No one uses functions using the get_block callback anymore. Rip them
out and update documentation.

Signed-off-by: Jan Kara <jack@suse.cz>
---
 Documentation/filesystems/dax.txt |  21 ++-
 fs/dax.c                          | 315 --------------------------------------
 include/linux/dax.h               |  12 --
 3 files changed, 10 insertions(+), 338 deletions(-)

diff --git a/Documentation/filesystems/dax.txt b/Documentation/filesystems/dax.txt
index 23d18b8a49d5..b870867d0321 100644
--- a/Documentation/filesystems/dax.txt
+++ b/Documentation/filesystems/dax.txt
@@ -58,22 +58,21 @@ Implementation Tips for Filesystem Writers
 Filesystem support consists of
 - adding support to mark inodes as being DAX by setting the S_DAX flag in
   i_flags
-- implementing the direct_IO address space operation, and calling
-  dax_do_io() instead of blockdev_direct_IO() if S_DAX is set
+- implementing ->read_iter and ->write_iter operations which use dax_iomap_rw()
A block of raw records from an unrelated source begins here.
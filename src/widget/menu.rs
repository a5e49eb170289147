//! Menu Widget: a vertical list of actions with keyboard shortcuts.

use super::traits::{draw_graphemes, text_width, Widget};
use crate::buffer::{Buffer, Cell, Style};
use crate::input::{Event, KeyCode};
use crate::layout::{Rect, Size};

/// One entry of a [`Menu`].
pub struct MenuItem {
    label: String,
    shortcut: Option<String>,
    disabled: bool,
    action: Option<Box<dyn FnMut()>>,
}

impl MenuItem {
    /// An enabled item with no shortcut or action.
    pub fn new(label: impl Into<String>) -> Self {
        Self {
            label: label.into(),
            shortcut: None,
            disabled: false,
            action: None,
        }
    }

    /// A disabled horizontal rule.
    pub fn separator() -> Self {
        Self::new("─".repeat(16)).disabled()
    }

    /// Show a shortcut hint, right-aligned.
    #[must_use]
    pub fn with_shortcut(mut self, shortcut: impl Into<String>) -> Self {
        self.shortcut = Some(shortcut.into());
        self
    }

    /// Run `f` when the item is activated.
    #[must_use]
    pub fn on_activate(mut self, f: impl FnMut() + 'static) -> Self {
        self.action = Some(Box::new(f));
        self
    }

    /// Make the item unselectable.
    #[must_use]
    pub const fn disabled(mut self) -> Self {
        self.disabled = true;
        self
    }

    /// The label.
    pub fn label(&self) -> &str {
        &self.label
    }

    /// Whether the item can be selected.
    pub const fn is_enabled(&self) -> bool {
        !self.disabled
    }

    fn width(&self) -> usize {
        text_width(&self.label) + self.shortcut.as_deref().map_or(0, |s| text_width(s) + 2)
    }
}

impl std::fmt::Debug for MenuItem {
    fn fmt(&self, f: &mut std::fmt::Formatter<'_>) -> std::fmt::Result {
        f.debug_struct("MenuItem")
            .field("label", &self.label)
            .field("shortcut", &self.shortcut)
            .field("disabled", &self.disabled)
            .finish_non_exhaustive()
    }
}

/// Styles for the menu widget.
#[derive(Debug, Clone)]
pub struct MenuConfig {
    /// Items and border.
    pub style: Style,
    /// Selected item while focused.
    pub selected: Style,
    /// Disabled items and separators.
    pub disabled: Style,
}

impl Default for MenuConfig {
    fn default() -> Self {
        Self {
            style: Style::DEFAULT,
            selected: Style::DEFAULT.with_reverse(),
            disabled: Style::DEFAULT.with_dim(),
        }
    }
}

/// A bordered menu. Up/Down move over enabled items, wrapping at either
/// end; Enter runs the selected item's action.
pub struct Menu {
    items: Vec<MenuItem>,
    selected: usize,
    /// Inner width; zero fits the widest item.
    width: u16,
    border: bool,
    focused: bool,
    config: MenuConfig,
    on_select: Option<Box<dyn FnMut(usize, &str)>>,
}

impl Menu {
    /// An empty bordered menu.
    pub fn new() -> Self {
        Self {
            items: Vec::new(),
            selected: 0,
            width: 0,
            border: true,
            focused: false,
            config: MenuConfig::default(),
            on_select: None,
        }
    }

    /// Append an item.
    #[must_use]
    pub fn with_item(mut self, item: MenuItem) -> Self {
        self.push(item);
        self
    }

    /// Replace the styles.
    #[must_use]
    pub fn with_config(mut self, config: MenuConfig) -> Self {
        self.config = config;
        self
    }

    /// Fix the inner width instead of fitting the widest item.
    #[must_use]
    pub const fn with_width(mut self, width: u16) -> Self {
        self.width = width;
        self
    }

    /// Draw or omit the border.
    #[must_use]
    pub const fn with_border(mut self, border: bool) -> Self {
        self.border = border;
        self
    }

    /// Called with the index and label of every activated item, after its
    /// own action.
    #[must_use]
    pub fn on_select(mut self, f: impl FnMut(usize, &str) + 'static) -> Self {
        self.on_select = Some(Box::new(f));
        self
    }

    /// Append an item. The selection skips to it if nothing enabled was
    /// selected before.
    pub fn push(&mut self, item: MenuItem) {
        self.items.push(item);
        self.skip_disabled(true);
    }

    /// The items.
    pub fn items(&self) -> &[MenuItem] {
        &self.items
    }

    /// Index of the selected item.
    pub const fn selected(&self) -> usize {
        self.selected
    }

    /// Select `index`, clamped to the last item. Disabled items are
    /// skipped forwards.
    pub fn select(&mut self, index: usize) {
        self.selected = index.min(self.items.len().saturating_sub(1));
        self.skip_disabled(true);
    }

    /// Run the selected item's action and the select callback. Does nothing
    /// on a disabled item.
    pub fn activate(&mut self) {
        let Some(item) = self.items.get_mut(self.selected) else {
            return;
        };
        if item.disabled {
            return;
        }
        tracing::debug!(item = %item.label, "menu item activated");
        if let Some(action) = item.action.as_mut() {
            action();
        }
        if let Some(f) = self.on_select.as_mut() {
            f(self.selected, &self.items[self.selected].label);
        }
    }

    fn step(&mut self, forward: bool) {
        let n = self.items.len();
        if n == 0 {
            return;
        }
        self.selected = if forward {
            (self.selected + 1) % n
        } else {
            (self.selected + n - 1) % n
        };
        self.skip_disabled(forward);
    }

    fn skip_disabled(&mut self, forward: bool) {
        let n = self.items.len();
        for _ in 0..n {
            if self.items.get(self.selected).is_some_and(MenuItem::is_enabled) {
                return;
            }
            self.selected = if forward {
                (self.selected + 1) % n
            } else {
                (self.selected + n - 1) % n
            };
        }
    }

    fn inner_width(&self) -> u16 {
        if self.width > 0 {
            return self.width;
        }
        let widest = self.items.iter().map(MenuItem::width).max().unwrap_or(0);
        u16::try_from(widest).unwrap_or(u16::MAX)
    }
}

impl Default for Menu {
    fn default() -> Self {
        Self::new()
    }
}

impl Widget for Menu {
    fn render(&self, buffer: &mut Buffer, area: Rect) {
        let frame = u16::from(self.border) * 2;
        let width = self.inner_width().min(area.width.saturating_sub(frame));
        let rows = u16::try_from(self.items.len()).unwrap_or(u16::MAX);
        let height = rows.min(area.height.saturating_sub(frame));

        let inner = if self.border {
            let (x, y, z) = (i32::from(area.x), i32::from(area.y), i32::from(area.z));
            let (w, h) = (i32::from(width) + 2, i32::from(height) + 2);
            buffer.draw_box(x, y, z, w, h, self.config.style);
            Rect::new(area.x.saturating_add(1), area.y.saturating_add(1), width, height)
                .with_z(area.z)
        } else {
            Rect::new(area.x, area.y, width, height).with_z(area.z)
        };
        if inner.is_empty() {
            return;
        }

        let room = usize::from(inner.width);
        for (i, (item, y)) in self.items.iter().zip(inner.y..inner.bottom()).enumerate() {
            let style = if item.disabled {
                self.config.disabled
            } else if self.focused && i == self.selected {
                self.config.selected
            } else {
                self.config.style
            };
            let z = i32::from(inner.z);
            buffer.fill_rect(Rect::new(inner.x, y, inner.width, 1), z, Cell::new(' ', style));
            draw_graphemes(buffer, inner.x, y, inner.z, &item.label, style, room);

            if let Some(shortcut) = &item.shortcut {
                let len = text_width(shortcut);
                if room > text_width(&item.label) + len + 1 {
                    let x = inner.x.saturating_add(u16::try_from(room - len).unwrap_or(0));
                    draw_graphemes(buffer, x, y, inner.z, shortcut, style.with_dim(), len);
                }
            }
        }
    }

    fn handle_event(&mut self, event: &Event) -> bool {
        if !self.focused {
            return false;
        }
        let Some(key) = event.as_key() else {
            return false;
        };
        match key.code {
            KeyCode::Up => self.step(false),
            KeyCode::Down => self.step(true),
            KeyCode::Enter => self.activate(),
            _ => return false,
        }
        true
    }

    fn preferred_size(&self) -> Size {
        let rows = u16::try_from(self.items.len()).unwrap_or(u16::MAX);
        let frame = u16::from(self.border) * 2;
        Size::new(
            self.inner_width().saturating_add(frame),
            rows.saturating_add(frame),
        )
    }

    fn minimum_size(&self) -> Size {
        if self.border {
            Size::new(5, 3)
        } else {
            Size::new(3, 1)
        }
    }

    fn is_focused(&self) -> bool {
        self.focused
    }

    fn set_focused(&mut self, focused: bool) {
        self.focused = focused;
    }

    fn is_interactive(&self) -> bool {
        true
    }
}

impl std::fmt::Debug for Menu {
    fn fmt(&self, f: &mut std::fmt::Formatter<'_>) -> std::fmt::Result {
        f.debug_struct("Menu")
            .field("items", &self.items)
            .field("selected", &self.selected)
            .field("focused", &self.focused)
            .finish_non_exhaustive()
    }
}

#[cfg(test)]
mod tests {
    use super::*;
    use crate::input::KeyEvent;
    use std::cell::RefCell;
    use std::rc::Rc;

    fn key(code: KeyCode) -> Event {
        Event::Key(KeyEvent::plain(code))
    }

    fn file_menu(log: &Rc<RefCell<Vec<String>>>) -> Menu {
        let opened = Rc::clone(log);
        Menu::new()
            .with_item(MenuItem::new("Open").with_shortcut("^O").on_activate(move || {
                opened.borrow_mut().push("open".into());
            }))
            .with_item(MenuItem::new("Save").disabled())
            .with_item(MenuItem::separator())
            .with_item(MenuItem::new("Quit").with_shortcut("^Q"))
    }

    #[test]
    fn test_navigation_skips_disabled_and_wraps() {
        let log = Rc::default();
        let mut menu = file_menu(&log);
        menu.set_focused(true);
        assert_eq!(menu.selected(), 0);
        menu.handle_event(&key(KeyCode::Down));
        assert_eq!(menu.selected(), 3);
        menu.handle_event(&key(KeyCode::Down));
        assert_eq!(menu.selected(), 0);
        menu.handle_event(&key(KeyCode::Up));
        assert_eq!(menu.selected(), 3);
        assert!(!menu.handle_event(&key(KeyCode::Left)));
    }

    #[test]
    fn test_activate_runs_action_then_callback() {
        let log: Rc<RefCell<Vec<String>>> = Rc::default();
        let picks = Rc::clone(&log);
        let mut menu = file_menu(&log)
            .on_select(move |i, label| picks.borrow_mut().push(format!("{i}:{label}")));

        assert!(!menu.handle_event(&key(KeyCode::Enter)));
        menu.set_focused(true);
        menu.handle_event(&key(KeyCode::Enter));
        menu.handle_event(&key(KeyCode::Up));
        menu.handle_event(&key(KeyCode::Enter));
        assert_eq!(*log.borrow(), vec!["open", "0:Open", "3:Quit"]);
    }

    #[test]
    fn test_first_enabled_item_selected() {
        let menu = Menu::new()
            .with_item(MenuItem::separator())
            .with_item(MenuItem::new("Only"));
        assert_eq!(menu.selected(), 1);
        let mut empty = Menu::new();
        empty.activate();
        assert_eq!(empty.preferred_size(), Size::new(2, 2));
    }

    #[test]
    fn test_render_border_labels_and_shortcuts() {
        let log = Rc::default();
        let mut menu = file_menu(&log).with_width(10);
        menu.set_focused(true);
        let mut buffer = Buffer::new(14, 6);
        menu.render(&mut buffer, Rect::new(0, 0, 14, 6));
        let frame = buffer.flatten();
        assert_eq!(frame.row_text(0), "┌──────────┐  ");
        assert_eq!(frame.row_text(1), "│Open    ^O│  ");
        assert_eq!(frame.row_text(2), "│Save      │  ");
        assert_eq!(frame.row_text(3), "│──────────│  ");
        assert_eq!(frame.row_text(4), "│Quit    ^Q│  ");
        assert_eq!(frame.row_text(5), "└──────────┘  ");
        assert_eq!(frame.get(1, 1).style, Style::DEFAULT.with_reverse());
        assert_eq!(frame.get(1, 2).style, Style::DEFAULT.with_dim());
    }

    #[test]
    fn test_preferred_size_fits_widest_item() {
        let log = Rc::default();
        let menu = file_menu(&log);
        assert_eq!(menu.preferred_size(), Size::new(18, 6));
    }
}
+  when inode has S_DAX flag set
 - implementing an mmap file operation for DAX files which sets the
   VM_MIXEDMAP and VM_HUGEPAGE flags on the VMA, and setting the vm_ops to
-  include handlers for fault, pmd_fault and page_mkwrite (which should
-  probably call dax_fault(), dax_pmd_fault() and dax_mkwrite(), passing the
-  appropriate get_block() callback)
-- calling dax_truncate_page() instead of block_truncate_page() for DAX files
-- calling dax_zero_page_range() instead of zero_user() for DAX files
+  include handlers for fault, pmd_fault, page_mkwrite, pfn_mkwrite (which
+  should probably call dax_iomap_fault(), dax_iomap_pmd_fault(),
+  dax_pfn_mkwrite() passing the appropriate iomap operations)
+- calling iomap_zero_range() passing appropriate iomap operations instead of
+  block_truncate_page() for DAX files
 - ensuring that there is sufficient locking between reads, writes,
   truncates and page faults
 
-The get_block() callback passed to the DAX functions may return
-uninitialised extents.  If it does, it must ensure that simultaneous
-calls to get_block() (for example by a page-fault racing with a read()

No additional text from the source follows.